▶ [Exercise goal]:
Extract from the listing each line in which the word "Clone" appears.

▶ [Extracted material]:

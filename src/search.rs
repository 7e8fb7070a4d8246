//! Tag search over gallery items.
//!
//! A search block asks for every item in the vault carrying a set of tags:
//!
//! ```text
//! tags: cat, outdoor
//! limit: 20
//! ```
//!
//! `tags:` is the comma-separated query and `limit:` the page size (50 when
//! absent, zero or unparsable). An item matches when **every** query tag is a
//! case-insensitive substring of at least one of its tags, so `cat` finds
//! items tagged `cats` or `bobcat`.
//!
//! Results are shown a page at a time with a [`Paginator`], rendered with the
//! settings from [`results_settings`].

use crate::types::{GalleryItem, GallerySettings, LayoutKind};

pub const DEFAULT_PAGE_SIZE: usize = 50;
pub const DEFAULT_RESULTS_HEIGHT: &str = "295px";

/// A parsed search block.
#[derive(Debug, Clone, PartialEq, Eq)]
pub struct SearchQuery {
    /// Lower-cased, trimmed query tags.
    pub tags: Vec<String>,
    pub limit: usize,
}

impl Default for SearchQuery {
    fn default() -> Self {
        Self {
            tags: Vec::new(),
            limit: DEFAULT_PAGE_SIZE,
        }
    }
}

impl SearchQuery {
    /// Build a query from free text typed into a search field.
    pub fn from_input(input: &str, limit: usize) -> Self {
        Self {
            tags: parse_query_tags(input),
            limit: if limit == 0 { DEFAULT_PAGE_SIZE } else { limit },
        }
    }

    pub fn matches(&self, item: &GalleryItem) -> bool {
        item_matches_tags(item, &self.tags)
    }

    /// Matching items, in input order.
    pub fn filter<'a>(&self, items: &'a [GalleryItem]) -> Vec<&'a GalleryItem> {
        items.iter().filter(|item| self.matches(item)).collect()
    }
}

/// Parse a search block body. Later lines override earlier ones.
pub fn parse_search_settings<S: AsRef<str>>(lines: &[S], default_limit: usize) -> SearchQuery {
    let mut query = SearchQuery {
        tags: Vec::new(),
        limit: default_limit,
    };

    for line in lines {
        let line = line.as_ref().trim_start();
        if let Some(rest) = line.strip_prefix("tags:") {
            query.tags = parse_query_tags(rest);
        } else if let Some(rest) = line.strip_prefix("limit:") {
            query.limit = match rest.trim().parse::<usize>() {
                Ok(n) if n > 0 => n,
                _ => default_limit,
            };
        }
    }

    query
}

fn parse_query_tags(list: &str) -> Vec<String> {
    list.split(',')
        .map(|tag| tag.trim().to_lowercase())
        .filter(|tag| !tag.is_empty())
        .collect()
}

/// Whether every query tag is contained in at least one of the item's tags.
///
/// An empty query matches everything.
pub fn item_matches_tags(item: &GalleryItem, query: &[String]) -> bool {
    query.iter().all(|wanted| {
        let wanted = wanted.to_lowercase();
        item.tags
            .iter()
            .any(|tag| tag.to_lowercase().contains(&wanted))
    })
}

/// Settings used to render a page of search results.
pub fn results_settings(height: &str) -> GallerySettings {
    GallerySettings {
        layout: LayoutKind::Flexbox,
        flexbox_height: Some(height.to_string()),
        columns: None,
    }
}

/// Fixed-size pages over a result list. Pages are 1-based.
#[derive(Debug, Clone)]
pub struct Paginator<'a, T> {
    items: &'a [T],
    page_size: usize,
    current: usize,
}

impl<'a, T> Paginator<'a, T> {
    pub fn new(items: &'a [T], page_size: usize) -> Self {
        Self {
            items,
            page_size: page_size.max(1),
            current: 1,
        }
    }

    pub fn total_pages(&self) -> usize {
        self.items.len().div_ceil(self.page_size)
    }

    pub fn current_page(&self) -> usize {
        self.current
    }

    /// Items on the current page.
    pub fn page_items(&self) -> &'a [T] {
        let start = (self.current - 1) * self.page_size;
        if start >= self.items.len() {
            return &[];
        }
        let end = (start + self.page_size).min(self.items.len());
        &self.items[start..end]
    }

    pub fn has_previous(&self) -> bool {
        self.current > 1
    }

    pub fn has_next(&self) -> bool {
        self.current < self.total_pages()
    }

    /// Advance one page. Returns `false` on the last page.
    pub fn next_page(&mut self) -> bool {
        if self.has_next() {
            self.current += 1;
            true
        } else {
            false
        }
    }

    /// Go back one page. Returns `false` on the first page.
    pub fn previous_page(&mut self) -> bool {
        if self.has_previous() {
            self.current -= 1;
            true
        } else {
            false
        }
    }

    /// Jump to `page`, clamped to the valid range.
    pub fn go_to(&mut self, page: usize) {
        self.current = page.clamp(1, self.total_pages().max(1));
    }

    /// `"Page 2 of 5"`.
    pub fn label(&self) -> String {
        format!("Page {} of {}", self.current, self.total_pages())
    }
}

▶ [Written answer]:
#[derive(Debug, Clone, PartialEq, Eq)]
#[derive(Debug, Clone)]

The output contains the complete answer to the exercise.